A layer is stateful and holds that state until some update event occurs. This can be caused by:

- 1) The user interacting with the layer, or
- 2) An update event propagating through the notebook from another layer.

The following sections now describe those two interactions.

We also note the extension that an interaction with the layer or with the notebook by the user or by a notebook event can produce a query or other behaviour which can be better represented as more than one layer. In this case the layers may be created along with the necessary notebook machinery around them. For example

- 1) we may want to represent a layer such as average sales by region for “staplers” as a single layer outputting that as a single query, or as two layers, the first of which shows the root table filtered for “staplers” and the second of which shows the average sales by region from that second table.
- 2) Conversely, we may want to compress two layers—a filter for staples followed by average sales by region—into a single layer.
- 3) These changes may be caused by a user interaction or during the update of the notebook, for example in order to ease the presentation of a suggestion.
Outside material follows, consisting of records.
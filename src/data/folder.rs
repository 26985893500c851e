use std::{
    collections::HashMap,
    fs::{self, File},
    io::{BufRead, BufReader},
    path::{Path, PathBuf},
};

use log::debug;

use super::dataset::Dataset;
use super::transform::Transform;
use crate::error::{ParallelErr, Result};

/// A sample read from an [`ImageFolder`].
#[derive(Debug, Clone, PartialEq)]
pub struct LabeledSample<X> {
    pub input: X,
    /// The label's class index, as given by the mapping.
    pub class: usize,
    pub label: String,
}

/// A directory of image files labeled by a sibling `stem,label` file.
///
/// Each file's raw bytes are fed to the transform pipeline, which is where
/// decoding and augmentation happen.
pub struct ImageFolder<T> {
    paths: Vec<PathBuf>,
    labels: Vec<String>,
    mapping: HashMap<String, usize>,
    transform: T,
}

impl<T> ImageFolder<T>
where
    T: Transform<Vec<u8>>,
{
    /// Indexes every file in `dir` and pairs it with its label.
    ///
    /// Files are indexed in name order so every participant agrees on the indices.
    ///
    /// # Args
    /// * `dir` - The directory holding the image files.
    /// * `label_file` - Two comma separated columns: a file stem and its label.
    /// * `mapping` - Label to class index.
    /// * `transform` - The per-sample pipeline.
    ///
    /// # Errors
    /// Fails on I/O errors, malformed label rows, files without a label and
    /// labels missing from `mapping`.
    pub fn new(
        dir: impl AsRef<Path>,
        label_file: impl AsRef<Path>,
        mapping: HashMap<String, usize>,
        transform: T,
    ) -> Result<Self> {
        let table = read_labels(label_file.as_ref())?;

        let mut paths = Vec::new();
        for entry in fs::read_dir(dir.as_ref())? {
            let entry = entry?;
            if entry.file_type()?.is_file() {
                paths.push(entry.path());
            }
        }
        paths.sort();

        let labels = paths
            .iter()
            .map(|path| {
                let stem = file_stem(path);
                let label = table
                    .get(stem)
                    .ok_or_else(|| ParallelErr::MissingLabel { stem: stem.into() })?;

                if !mapping.contains_key(label) {
                    return Err(ParallelErr::UnknownLabel {
                        label: label.clone(),
                    });
                }

                Ok(label.clone())
            })
            .collect::<Result<Vec<_>>>()?;

        debug!(files = paths.len(), classes = mapping.len(); "indexed image folder");

        Ok(Self {
            paths,
            labels,
            mapping,
            transform,
        })
    }

    #[inline]
    pub fn paths(&self) -> &[PathBuf] {
        &self.paths
    }

    #[inline]
    pub fn labels(&self) -> &[String] {
        &self.labels
    }
}

impl<T> Dataset for ImageFolder<T>
where
    T: Transform<Vec<u8>>,
    T::Out: Send,
{
    type Item = LabeledSample<T::Out>;

    #[inline]
    fn len(&self) -> usize {
        self.paths.len()
    }

    fn get(&self, idx: usize) -> Result<Self::Item> {
        let (path, label) = self
            .paths
            .get(idx)
            .zip(self.labels.get(idx))
            .ok_or(ParallelErr::IndexOutOfBounds {
                index: idx,
                len: self.len(),
            })?;

        let class = *self
            .mapping
            .get(label)
            .ok_or_else(|| ParallelErr::UnknownLabel {
                label: label.clone(),
            })?;

        let input = self.transform.apply(fs::read(path)?)?;

        Ok(LabeledSample {
            input,
            class,
            label: label.clone(),
        })
    }
}

/// The file name up to its first dot.
fn file_stem(path: &Path) -> &str {
    let name = path.file_name().and_then(|n| n.to_str()).unwrap_or_default();
    name.split('.').next().unwrap_or(name)
}

fn read_labels(path: &Path) -> Result<HashMap<String, String>> {
    let reader = BufReader::new(File::open(path)?);
    let mut table = HashMap::new();

    for (lineno, line) in reader.lines().enumerate() {
        let line = line?;
        let line = line.trim();
        if line.is_empty() {
            continue;
        }

        let (stem, label) = line.split_once(',').ok_or_else(|| {
            ParallelErr::InvalidConfig(format!(
                "{}:{}: expected `stem,label`, got {line:?}",
                path.display(),
                lineno + 1
            ))
        })?;

        table.insert(stem.trim().to_string(), label.trim().to_string());
    }

    Ok(table)
}

#[cfg(test)]
mod tests {
    use super::*;
    use crate::data::transform::{Identity, TransformExt};

    struct Fixture {
        dir: tempfile::TempDir,
    }

    impl Fixture {
        fn new(files: &[(&str, &[u8])], labels: &str) -> Self {
            let dir = tempfile::tempdir().unwrap();
            fs::create_dir(dir.path().join("images")).unwrap();
            for (name, bytes) in files {
                fs::write(dir.path().join("images").join(name), bytes).unwrap();
            }
            fs::write(dir.path().join("labels.csv"), labels).unwrap();
            Self { dir }
        }

        fn images(&self) -> PathBuf {
            self.dir.path().join("images")
        }

        fn labels(&self) -> PathBuf {
            self.dir.path().join("labels.csv")
        }
    }

    fn mapping() -> HashMap<String, usize> {
        HashMap::from([("benign".to_string(), 0), ("malignant".to_string(), 1)])
    }

    #[test]
    fn folder_pairs_files_with_labels_in_name_order() {
        let fx = Fixture::new(
            &[("b.jpg", &b"bb"[..]), ("a.jpg", &b"a"[..]), ("c.v2.png", &b"ccc"[..])],
            "a,benign\nb,malignant\n\nc,benign\n",
        );

        let ds = ImageFolder::new(fx.images(), fx.labels(), mapping(), Identity).unwrap();

        assert_eq!(ds.len(), 3);
        assert_eq!(ds.labels(), &["benign", "malignant", "benign"]);

        let sample = ds.get(1).unwrap();
        assert_eq!(sample.input, b"bb".to_vec());
        assert_eq!(sample.class, 1);
        assert_eq!(sample.label, "malignant");
    }

    #[test]
    fn folder_applies_transform_pipeline() {
        let fx = Fixture::new(&[("x.jpg", &b"abcd"[..])], "x,benign");
        let pipeline = (|bytes: Vec<u8>| -> Result<Vec<u8>> { Ok(bytes) })
            .then(|bytes: Vec<u8>| -> Result<usize> { Ok(bytes.len()) });

        let ds = ImageFolder::new(fx.images(), fx.labels(), mapping(), pipeline).unwrap();
        assert_eq!(ds.get(0).unwrap().input, 4);
    }

    #[test]
    fn folder_rejects_file_without_label() {
        let fx = Fixture::new(&[("x.jpg", &b""[..])], "y,benign");
        let res = ImageFolder::new(fx.images(), fx.labels(), mapping(), Identity);
        assert!(matches!(res, Err(ParallelErr::MissingLabel { stem }) if stem == "x"));
    }

    #[test]
    fn folder_rejects_unmapped_label() {
        let fx = Fixture::new(&[("x.jpg", &b""[..])], "x,unknown");
        let res = ImageFolder::new(fx.images(), fx.labels(), mapping(), Identity);
        assert!(matches!(res, Err(ParallelErr::UnknownLabel { label }) if label == "unknown"));
    }

    #[test]
    fn folder_rejects_malformed_label_row() {
        let fx = Fixture::new(&[("x.jpg", &b""[..])], "x benign");
        let res = ImageFolder::new(fx.images(), fx.labels(), mapping(), Identity);
        assert!(matches!(res, Err(ParallelErr::InvalidConfig(_))));
    }

    #[test]
    fn folder_get_out_of_bounds() {
        let fx = Fixture::new(&[("x.jpg", &b""[..])], "x,benign");
        let ds = ImageFolder::new(fx.images(), fx.labels(), mapping(), Identity).unwrap();
        assert!(matches!(ds.get(1), Err(ParallelErr::IndexOutOfBounds { .. })));
    }
}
The User Interaction with the Layer

Interacting with a layer forms the bulk of the user's interaction with the system. The layer provides the user with an interface to query the database using entities from the data which have been imported from the results of previous layers.

This interface can take a huge number of forms, from free text input to click-based to VR/AR etc. —in each case we are assuming that the user has the ability to use that interface to give an intent to use given functions provided by the database on the concepts which they think are in it.

Any functionality provided by the database can be obtained unambiguously and with absolute certainty by a user who has knowledge of the database's operation. In particular:

- 1) Despite the use of the experience to hold the state, not the database as would usually be expected, there is no degradation of behaviour in our case, that is, anything which could be achieved through the canonical interface to the database can be achieved through ours. The current implementation uses a SQL database and operates such that each layer is perceived by the user as a table with the same name as the layer. The user can then type in an arbitrary SQL statement referring to one of more of the imported tables and the existing layers and receive the same result as if they had run that operation on the database directly.
- 2) The system is therefore Turing complete—colloquially, you can compute anything you want to—if the database is.

The usual interfaces which connect directly to databases allow such functionality through a high level of structure and formalism, often to a level which is inappropriate for the query which is being asked.

In the example above, the value ‘Second Class’ only occurs in ‘Ship Mode’ in the table. Using SQL, we have to type (the quotation mark types are important):

SELECT*FROM Orders WHERE “Ship Mode”=‘Second Class’ or
SELECT*FROM Orders WHERE Ship Mode′=‘Second Class’

However

SELECT*WHERE “Ship Mode”=‘Second Class’ FROM Orders

Produces an error; no query is run

SELECT*FROM Orders WHERE ‘Ship Mode’=‘Second Class’
- Runs and produces no data (since it produces data where the string literal ‘Ship Mode’ equals the string literal ‘Second Class’ which is never true)

Such behaviour is surprising to a non-expert and frustrating to an expert, in particular it runs counter to the expectation from using web-based shallow search e.g. Google, where “secnod class” [sic] would be acceptable.

However, more ambiguous input can be entered through the same interface, allowing ambiguous input, yet having the ability to enter text which is interpreted exactly.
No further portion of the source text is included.